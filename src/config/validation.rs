//! Configuration validation.
//!
//! # Responsibilities
//! - Semantic validation (serde handles syntactic)
//! - Validate value ranges (limits > 0, key length)
//! - Check that addresses parse
//!
//! # Design Decisions
//! - Returns all validation errors, not just first
//! - Validation is pure function: ShieldConfig → Result<(), Vec<ValidationError>>
//! - Runs before config is accepted into the system

use std::net::SocketAddr;
use thiserror::Error;

use crate::config::schema::ShieldConfig;

/// Minimum app key length in bytes.
pub const MIN_APP_KEY_BYTES: usize = 32;

/// One semantic problem in a configuration.
#[derive(Debug, Error, Clone, PartialEq, Eq)]
pub enum ValidationError {
    #[error("app_key must be at least {} bytes", MIN_APP_KEY_BYTES)]
    AppKeyTooShort,

    #[error("{field} is not a socket address: {value}")]
    InvalidAddress { field: &'static str, value: String },

    #[error("{0} must be greater than zero")]
    Zero(&'static str),

    #[error("rate_limit.per_minute ({per_minute}) is lower than rate_limit.per_second ({per_second})")]
    MinuteBelowSecond { per_second: u32, per_minute: u32 },

    #[error("{0} must not be empty")]
    Empty(&'static str),
}

/// Check a configuration for semantic errors.
pub fn validate_config(config: &ShieldConfig) -> Result<(), Vec<ValidationError>> {
    let mut errors = Vec::new();

    if config.app_key.len() < MIN_APP_KEY_BYTES {
        errors.push(ValidationError::AppKeyTooShort);
    }

    if config.listener.bind_address.parse::<SocketAddr>().is_err() {
        errors.push(ValidationError::InvalidAddress {
            field: "listener.bind_address",
            value: config.listener.bind_address.clone(),
        });
    }

    if config.observability.metrics_enabled
        && config.observability.metrics_address.parse::<SocketAddr>().is_err()
    {
        errors.push(ValidationError::InvalidAddress {
            field: "observability.metrics_address",
            value: config.observability.metrics_address.clone(),
        });
    }

    if config.timeouts.request_secs == 0 {
        errors.push(ValidationError::Zero("timeouts.request_secs"));
    }

    if config.cookies.max_header_bytes == 0 {
        errors.push(ValidationError::Zero("cookies.max_header_bytes"));
    }

    if config.cookies.session_cookie.is_empty() {
        errors.push(ValidationError::Empty("cookies.session_cookie"));
    }

    if config.csrf.enabled {
        if config.csrf.header.is_empty() {
            errors.push(ValidationError::Empty("csrf.header"));
        }
        if config.csrf.encrypted_header.is_empty() {
            errors.push(ValidationError::Empty("csrf.encrypted_header"));
        }
        if config.csrf.form_field.is_empty() {
            errors.push(ValidationError::Empty("csrf.form_field"));
        }
    }

    let limits = &config.rate_limit;
    if limits.enabled {
        if limits.per_second == 0 {
            errors.push(ValidationError::Zero("rate_limit.per_second"));
        }
        if limits.per_minute == 0 {
            errors.push(ValidationError::Zero("rate_limit.per_minute"));
        }
        if limits.per_minute < limits.per_second {
            errors.push(ValidationError::MinuteBelowSecond {
                per_second: limits.per_second,
                per_minute: limits.per_minute,
            });
        }
    }

    if errors.is_empty() {
        Ok(())
    } else {
        Err(errors)
    }
}
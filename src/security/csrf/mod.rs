//! Cross-site request forgery protection.

pub mod session;
pub mod validator;

pub use session::{CsrfSession, SessionContext, SignedSession, XSRF_COOKIE};
pub use validator::{tokens_match, CsrfError, CsrfValidator, TokenSource};
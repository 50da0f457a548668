//! HTTP integration subsystem.
//!
//! # Data Flow
//! ```text
//! TCP connection
//!     → server.rs (Axum setup, request ID, tracing, timeout)
//!     → middleware/ (rate limit, cookies, session, CSRF)
//!     → handler
//!     → middleware/ (encrypt queued cookies, rate limit headers)
//!     → Send to client
//! ```

pub mod middleware;
pub mod server;

pub use server::{HttpServer, ShieldState};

= = = = = = =

* _TASK DESCRIPTION_
Go through the material and copy each line in which the word "timeouts" occurs.

* _THE ANSWER_
    if config.timeouts.request_secs == 0 {
        errors.push(ValidationError::Zero("timeouts.request_secs"));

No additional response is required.